** Study material follows **

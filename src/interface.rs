use std::net::{Ipv4Addr, Ipv6Addr};

/// Network interface as seen by the multicast options.
///
/// IPv4 multicast options identify an interface by one of its addresses,
/// IPv6 ones by its index.
#[derive(Clone, Debug, PartialEq, Eq)]
pub struct Interface {
    /// Interface index
    pub index: u32,
    /// Interface name, e.g. `eth0`
    pub name: String,
    /// IPv4 addresses assigned to the interface
    pub ipv4: Vec<Ipv4Addr>,
    /// IPv6 addresses assigned to the interface
    pub ipv6: Vec<Ipv6Addr>,
}

impl Interface {
    /// Lists the interfaces on this host.
    pub fn list() -> Vec<Interface> {
        default_net::get_interfaces()
            .into_iter()
            .map(Interface::from)
            .collect()
    }

    pub fn by_index(index: u32) -> Option<Interface> {
        Self::list().into_iter().find(|ifi| ifi.index == index)
    }

    pub fn by_name(name: &str) -> Option<Interface> {
        Self::list().into_iter().find(|ifi| ifi.name == name)
    }

    /// Finds the interface owning `addr`.
    pub fn by_ipv4(addr: Ipv4Addr) -> Option<Interface> {
        Self::list()
            .into_iter()
            .find(|ifi| ifi.ipv4.contains(&addr))
    }

    /// Address used to name this interface in IPv4 socket options.
    ///
    /// Interfaces without an IPv4 address map to `0.0.0.0`, leaving the
    /// choice to the kernel.
    pub fn ipv4_addr(&self) -> Ipv4Addr {
        self.ipv4.first().copied().unwrap_or(Ipv4Addr::UNSPECIFIED)
    }
}

impl From<default_net::Interface> for Interface {
    fn from(ifi: default_net::Interface) -> Self {
        Interface {
            index: ifi.index,
            name: ifi.name,
            ipv4: ifi.ipv4.iter().map(|net| net.addr).collect(),
            ipv6: ifi.ipv6.iter().map(|net| net.addr).collect(),
        }
    }
}

#[cfg(test)]
mod tests {
    use super::*;

    #[test]
    fn unknown_lookups_are_none() {
        assert_eq!(Interface::by_name("no-such-interface0"), None);
        assert_eq!(Interface::by_index(u32::MAX), None);
    }

    #[test]
    fn ipv4_addr_defaults_to_unspecified() {
        let ifi = Interface {
            index: 7,
            name: String::from("test0"),
            ipv4: vec![],
            ipv6: vec![Ipv6Addr::LOCALHOST],
        };
        assert_eq!(ifi.ipv4_addr(), Ipv4Addr::UNSPECIFIED);
    }

    #[test]
    fn listed_interfaces_round_trip_by_index() {
        for ifi in Interface::list() {
            assert_eq!(Interface::by_index(ifi.index).map(|i| i.index), Some(ifi.index));
        }
    }
}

** End of Study material **

What is being asked:
Your answer should be a single number: how many lines in the data above include "impl"?

Answer space:
2